Structuring XML Documents
by David Megginson
[Volume Description and Table of Contents]
Megginson, David. Structuring XML Documents. Charles F. Goldfarb Series on Open Information Management. [Subseries:] The Definitive XML Series from Charles F. Goldfarb. Upper Saddle River, NJ: Prentice Hall PTR, [March] 1998. Extent: xxxviii + 425 pages, CDROM. ISBN: 0-13-642299-3. Price: US $39.95.
A volume description and provisional Table of Contents for David Megginson's book Structuring XML Documents are provided below. See the full bibliography entry for a publisher's description of the work and other details; see also the "Prentice-Hall SGML Series" web page. David Megginson is the senior architect with Microstar Software Ltd., principal in Megginson Technologies Ltd.), and is the design lead for SAX, the Simple API for XML, a common event-based XML API now in use by many parsers and applications. Other published works by Megginson are listed on the author's Home Page. He may be contacted by email at firstname.lastname@example.org.
Structuring XML Documents is not a beginner's tutorial on XML, but a book written on an intermediate/advanced level, designed to help applications designers build XML/SGML DTDs that work in real-world document systems. The author interacts rigorously with five major industry-standard DTDs -- ISO 12083, DocBook, Text-Encoding Initiative (TEI), MIL-STD-38784 (CALS), Hypertext Markup Language (HTML 4.0) -- to illustrate how the necessary customizations and extensions can be implemented to support enterprise document processing objectives.
Structuring XML Documents is designed to help users apply XML and SGML to solve their document structuring problems. Specifically, readers will learn to: "1) analyze DTDs and adapt them for their specific processing needs; 2) build DTDs that are easier for others to learn, use, and process; 3) ensure structural compatability throughout their collection of enterprise DTDs; 4) use the new Architectural Forms standard to simplify complex DTD problems." [adapted from the back cover] The book's primary features, according to the front cover description: "1) Covers XML and Full SGML; 2) [Provides] the Expert's Guide to DTD Development; 3) [Helps] Leverage the Power of Architectural Forms; 4) Up to Date: Based on XML 1.0; 5) Companion CD-ROM Includes State-of-the-Art DTDs Plus XML Parsing Tools."

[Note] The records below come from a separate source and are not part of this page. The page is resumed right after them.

//! Chunked batch illustrations
//!
//! Screens and projects many records while holding only one chunk of
//! outcomes in flight. Every record is handled independently and a bad record
//! never aborts the run. Output order always matches input order, whether a
//! chunk runs sequentially or in parallel.

use rayon::prelude::*;
use serde::{Deserialize, Serialize};

use crate::config::{BatchConfig, PolicyRules};
use crate::policy::BatchRecord;
use crate::projection::{IllustrationEngine, ProjectionResult};
use crate::validation::screen_batch_record;

/// Per-record result of a batch run
#[derive(Debug, Clone, PartialEq, Serialize, Deserialize)]
pub struct BatchOutcome {
    /// Caller-supplied id, or the record's zero-based position in the input
    pub policy_id: String,
    pub success: bool,
    #[serde(default, skip_serializing_if = "Option::is_none")]
    pub data: Option<ProjectionResult>,
    #[serde(default, skip_serializing_if = "Vec::is_empty")]
    pub errors: Vec<String>,
}

impl BatchOutcome {
    fn succeeded(policy_id: String, data: ProjectionResult) -> Self {
        Self {
            policy_id,
            success: true,
            data: Some(data),
            errors: Vec::new(),
        }
    }

    fn failed(policy_id: String, errors: Vec<String>) -> Self {
        Self {
            policy_id,
            success: false,
            data: None,
            errors,
        }
    }
}

/// Pre-configured runner for batch illustrations
///
/// # Example
/// ```ignore
/// let runner = BatchRunner::new(rules, engine, BatchConfig::default());
/// let outcomes = runner.run(&records);
///
/// // Or stop after the first two chunks, keeping an in-order prefix
/// let prefix: Vec<_> = runner.chunks(&records).take(2).flatten().collect();
/// ```
#[derive(Debug, Clone, Default)]
pub struct BatchRunner {
    rules: PolicyRules,
    engine: IllustrationEngine,
    config: BatchConfig,
}

impl BatchRunner {
    pub fn new(rules: PolicyRules, engine: IllustrationEngine, config: BatchConfig) -> Self {
        Self {
            rules,
            engine,
            config,
        }
    }

    pub fn config(&self) -> &BatchConfig {
        &self.config
    }

    /// Effective chunk size; zero is treated as one
    pub fn chunk_size(&self) -> usize {
        self.config.chunk_size.max(1)
    }

    /// Run every record and collect all outcomes, in input order
    pub fn run(&self, records: &[BatchRecord]) -> Vec<BatchOutcome> {
        log::info!(
            "batch of {} records, chunk size {}, mode {:?}, parallel {}",
            records.len(),
            self.chunk_size(),
            self.config.mode,
            self.config.parallel
        );

        let mut outcomes = Vec::with_capacity(records.len());
        for chunk in self.chunks(records) {
            outcomes.extend(chunk);
        }

        let failed = outcomes.iter().filter(|o| !o.success).count();
        log::info!("batch complete: {} succeeded, {} failed", outcomes.len() - failed, failed);
        outcomes
    }

    /// Lazily process the input one chunk at a time.
    ///
    /// Each item is the outcomes for one chunk. Dropping the iterator early
    /// leaves the remaining chunks unprocessed; what was yielded is an
    /// in-order prefix of the full result.
    pub fn chunks<'a>(&'a self, records: &'a [BatchRecord]) -> BatchChunks<'a> {
        BatchChunks {
            runner: self,
            records,
            offset: 0,
        }
    }

    /// Screen and project one record; `index` is its position in the whole input
    pub fn process_record(&self, index: usize, record: &BatchRecord) -> BatchOutcome {
        let policy_id = record
            .id
            .clone()
            .filter(|id| !id.is_empty())
            .unwrap_or_else(|| index.to_string());

        let policy = match screen_batch_record(&self.rules, record, self.config.mode) {
            Ok(policy) => policy,
            Err(errors) => {
                log::warn!("record {} rejected: {}", policy_id, errors.join("; "));
                return BatchOutcome::failed(policy_id, errors);
            }
        };

        match self.engine.project(&policy) {
            Ok(result) => BatchOutcome::succeeded(policy_id, result),
            Err(e) => {
                log::warn!("record {} failed to project: {}", policy_id, e);
                BatchOutcome::failed(policy_id, vec![e.to_string()])
            }
        }
    }

    fn process_chunk(&self, offset: usize, chunk: &[BatchRecord]) -> Vec<BatchOutcome> {
        if self.config.parallel {
            // Indexed parallel iterators collect in source order
            chunk
                .par_iter()
                .enumerate()
                .map(|(i, record)| self.process_record(offset + i, record))
                .collect()
        } else {
            chunk
                .iter()
                .enumerate()
                .map(|(i, record)| self.process_record(offset + i, record))
                .collect()
        }
    }
}

/// Iterator over per-chunk outcomes, see [`BatchRunner::chunks`]
#[derive(Debug)]
pub struct BatchChunks<'a> {
    runner: &'a BatchRunner,
    records: &'a [BatchRecord],
    offset: usize,
}

impl Iterator for BatchChunks<'_> {
    type Item = Vec<BatchOutcome>;

    fn next(&mut self) -> Option<Self::Item> {
        if self.offset >= self.records.len() {
            return None;
        }
        let end = (self.offset + self.runner.chunk_size()).min(self.records.len());
        let chunk = &self.records[self.offset..end];

        log::debug!("processing records {}..{}", self.offset, end);
        let outcomes = self.runner.process_chunk(self.offset, chunk);
        self.offset = end;
        Some(outcomes)
    }

    fn size_hint(&self) -> (usize, Option<usize>) {
        let remaining = self.records.len().saturating_sub(self.offset);
        let chunks = remaining.div_ceil(self.runner.chunk_size());
        (chunks, Some(chunks))
    }
}

/// Batch with default rules, rates, and settings, except the chunk size
pub fn project_batch(records: &[BatchRecord], chunk_size: usize) -> Vec<BatchOutcome> {
    let config = BatchConfig {
        chunk_size,
        ..BatchConfig::default()
    };
    BatchRunner::new(PolicyRules::default(), IllustrationEngine::default(), config).run(records)
}

#[cfg(test)]
mod tests {
    use super::*;
    use crate::config::BatchMode;
    use rust_decimal::Decimal;
    use rust_decimal_macros::dec;

    fn record(id: Option<&str>, age: u32) -> BatchRecord {
        BatchRecord {
            id: id.map(String::from),
            sum_assured: Some(dec!(1200000)),
            modal_premium: Some(dec!(80000)),
            premium_frequency: Some("Yearly".into()),
            policy_term: Some(18),
            premium_paying_term: Some(10),
            calculated_age: Some(age),
        }
    }

    fn runner(chunk_size: usize, mode: BatchMode, parallel: bool) -> BatchRunner {
        BatchRunner::new(
            PolicyRules::default(),
            IllustrationEngine::default(),
            BatchConfig {
                chunk_size,
                mode,
                parallel,
            },
        )
    }

    #[test]
    fn test_batch_two_policies() {
        let records = vec![
            record(Some("1"), 30),
            BatchRecord {
                id: Some("2".into()),
                sum_assured: Some(dec!(1000000)),
                modal_premium: Some(dec!(50000)),
                premium_frequency: Some("Yearly".into()),
                policy_term: Some(15),
                premium_paying_term: Some(8),
                calculated_age: Some(25),
            },
        ];

        let outcomes = project_batch(&records, 1000);
        assert_eq!(outcomes.len(), 2);
        assert!(outcomes.iter().all(|o| o.success));
        assert_eq!(outcomes[0].policy_id, "1");
        assert_eq!(outcomes[1].policy_id, "2");
        assert_eq!(outcomes[1].data.as_ref().unwrap().illustrations.len(), 15);
    }

    #[test]
    fn test_missing_field_does_not_abort() {
        let mut broken = record(Some("b"), 30);
        broken.policy_term = None;
        let records = vec![record(Some("a"), 30), broken, record(Some("c"), 30)];

        let outcomes = runner(2, BatchMode::Strict, false).run(&records);
        assert_eq!(outcomes.len(), 3);
        assert!(outcomes[0].success);
        assert!(!outcomes[1].success);
        assert!(outcomes[1].data.is_none());
        assert!(outcomes[1].errors[0].contains("policy_term"));
        assert!(outcomes[2].success);
    }

    #[test]
    fn test_strict_and_legacy_modes() {
        let records = vec![record(None, 70)];

        let strict = runner(10, BatchMode::Strict, false).run(&records);
        assert!(!strict[0].success);
        assert_eq!(strict[0].errors, vec!["Age must be maximum 56".to_string()]);

        let legacy = runner(10, BatchMode::Legacy, false).run(&records);
        assert!(legacy[0].success);
    }

    #[test]
    fn test_overflowing_record_fails_alone() {
        let mut huge = record(Some("huge"), 30);
        huge.sum_assured = Some(Decimal::MAX);
        let records = vec![record(Some("a"), 30), huge, record(Some("c"), 30)];

        for parallel in [false, true] {
            let outcomes = runner(10, BatchMode::Strict, parallel).run(&records);
            assert_eq!(outcomes.len(), 3);
            assert!(outcomes[0].success);
            assert!(!outcomes[1].success);
            assert_eq!(outcomes[1].policy_id, "huge");
            assert!(outcomes[1].errors[0].contains("overflow"));
            assert!(outcomes[2].success);
        }
    }

    #[test]
    fn test_legacy_mode_bounds_unchecked_values() {
        let mut premium = record(Some("premium"), 30);
        premium.modal_premium = Some(Decimal::MAX);
        premium.premium_frequency = Some("Monthly".into());
        let mut term = record(Some("term"), 30);
        term.policy_term = Some(u32::MAX);
        let records = vec![premium, term, record(Some("ok"), 30)];

        let outcomes = runner(10, BatchMode::Legacy, true).run(&records);
        assert!(outcomes[0].errors[0].contains("overflow"));
        assert!(outcomes[1].errors[0].contains("projection limit"));
        assert!(outcomes[2].success);
    }

    #[test]
    fn test_ids_default_to_position() {
        let records: Vec<_> = (0..5).map(|_| record(None, 30)).collect();
        let outcomes = runner(2, BatchMode::Strict, false).run(&records);
        let ids: Vec<_> = outcomes.iter().map(|o| o.policy_id.as_str()).collect();
        assert_eq!(ids, vec!["0", "1", "2", "3", "4"]);
    }

    #[test]
    fn test_parallel_matches_sequential() {
        let records: Vec<_> = (0..57)
            .map(|i| {
                let mut r = record(Some(&i.to_string()), 23 + (i % 40));
                if i % 7 == 0 {
                    r.modal_premium = None;
                }
                r
            })
            .collect();

        let sequential = runner(8, BatchMode::Strict, false).run(&records);
        let parallel = runner(8, BatchMode::Strict, true).run(&records);
        assert_eq!(sequential.len(), records.len());
        assert_eq!(sequential, parallel);
        for (i, outcome) in parallel.iter().enumerate() {
            assert_eq!(outcome.policy_id, i.to_string());
        }
    }

    #[test]
    fn test_chunks_yield_prefix() {
        let records: Vec<_> = (0..10).map(|_| record(None, 30)).collect();
        let runner = runner(3, BatchMode::Strict, true);

        let chunks = runner.chunks(&records);
        assert_eq!(chunks.size_hint(), (4, Some(4)));

        let prefix: Vec<_> = runner.chunks(&records).take(2).flatten().collect();
        assert_eq!(prefix.len(), 6);
        assert_eq!(prefix, runner.run(&records)[..6].to_vec());
    }

    #[test]
    fn test_zero_chunk_size_still_progresses() {
        let records: Vec<_> = (0..3).map(|_| record(None, 30)).collect();
        let outcomes = runner(0, BatchMode::Strict, false).run(&records);
        assert_eq!(outcomes.len(), 3);
    }

    #[test]
    fn test_empty_input() {
        assert!(project_batch(&[], 1000).is_empty());
    }
}
/// Screen a bulk record and, if it passes, build the policy to project.
///
/// Both modes first require every field. `Strict` then applies the same range
/// and cross-field rules as [`PolicyValidator::validate`], with the age rule
/// applied to the record's `calculated_age`. `Legacy` stops after the
/// completeness check, where a zero value also counts as missing.
pub fn screen_batch_record(
    rules: &PolicyRules,
    record: &BatchRecord,
    mode: BatchMode,
) -> std::result::Result<ValidatedPolicy, Vec<String>> {
    let missing = record.missing_fields(mode == BatchMode::Legacy);
    if !missing.is_empty() {
        let missing = missing.into_iter().map(String::from).collect();
        return Err(vec![IllustrationError::IncompleteRecord(missing).to_string()]);
    }

    let mut errors = Vec::new();
    let frequency = match mode {
        BatchMode::Strict => {
            if let Some(age) = record.calculated_age {
                errors.extend(check_age(rules, i64::from(age)));
            }
            errors_for_terms(
                rules,
                &Terms {
                    sum_assured: record.sum_assured,
                    modal_premium: record.modal_premium,
                    premium_frequency: record.premium_frequency.as_deref(),
                    policy_term: record.policy_term,
                    premium_paying_term: record.premium_paying_term,
                },
                &mut errors,
            )
        }
        BatchMode::Legacy => check_frequency(record.premium_frequency.as_deref(), &mut errors),
    };

    match (
        errors.is_empty(),
        record.sum_assured,
        record.modal_premium,
        frequency,
        record.policy_term,
        record.premium_paying_term,
        record.calculated_age,
    ) {
        (true, Some(sa), Some(mp), Some(freq), Some(pt), Some(ppt), Some(age)) => {
            Ok(ValidatedPolicy::from_parts(None, sa, mp, freq, pt, ppt, age))
        }
        _ => Err(errors),
    }
}

/// Term, premium, and amount fields shared by single and bulk inputs
struct Terms<'a> {
    sum_assured: Option<Money>,
    modal_premium: Option<Money>,
    premium_frequency: Option<&'a str>,
    policy_term: Option<u32>,
    premium_paying_term: Option<u32>,
}

/// Validate a date of birth; returns it only if it parsed.
///
/// A future date is still returned (so the age can be reported) but recorded
/// as a violation.
pub(crate) fn check_date_of_birth(
    raw: Option<&str>,
    today: NaiveDate,
    errors: &mut Vec<String>,
) -> Option<NaiveDate> {
    let Some(raw) = raw.filter(|s| !s.trim().is_empty()) else {
        errors.push("Date of birth is required".to_string());
        return None;
    };
    match parse_date(raw) {
        Ok(dob) => {
            if dob > today {
                errors.push("Date of birth cannot be in the future".to_string());
            }
            Some(dob)
        }
        Err(_) => {
            errors.push("Date of birth must be a valid date".to_string());
            None
        }
    }
}

fn check_age<A: Into<i64>>(rules: &PolicyRules, age: A) -> Vec<String> {
    let age = age.into();
    let mut errors = Vec::new();
    if age < i64::from(rules.min_age) {
        errors.push(format!("Age must be minimum {}", rules.min_age));
    }
    if age > i64::from(rules.max_age) {
        errors.push(format!("Age must be maximum {}", rules.max_age));
    }
    errors
}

Structuring XML Documents is organized in four major parts:Part 1: Background, Part 2: Principles of DTD Analysis, Part 3: Advanced Issues in DTD Maintenance and Design, Part 4: DTD Design with Architectural Forms. Part 1 provides the reader with a review of XML/SGML DTD syntax sufficient to support an understanding of advanced topics treated in the remainder of the book; it also introduces the five industry DTDs that are to be used as models elsewhere in the book. Part 2 develops general principles for design and analysis using XML/SGML DTDs, as applicable to the collaborative work of writers, editors, and engineers. Part 3 of the book examines advanced topics in DTD design and maintenance, including: building compatibility between various versions of DTDs, document disassembly and reassembly, and DTD customization. Part 4, "DTD Design with Architectural Forms," illustrates the use of Architectural Forms and architecture processing relevant to SGML/XML documents, as recently standardized in the SGML Extended Facilities. The three chapters of Part 4 introduce Architectural Form processing, explain the most important features of the syntax, and address some advanced architectural-form constructs for difficult situations. In addition to a General Index (Appendix B), Appendix A of the book provides a detailed method for accessing the elements and attributes discussed in the industry DTDs: "Model DTDs: Index of Element Types and Attributes."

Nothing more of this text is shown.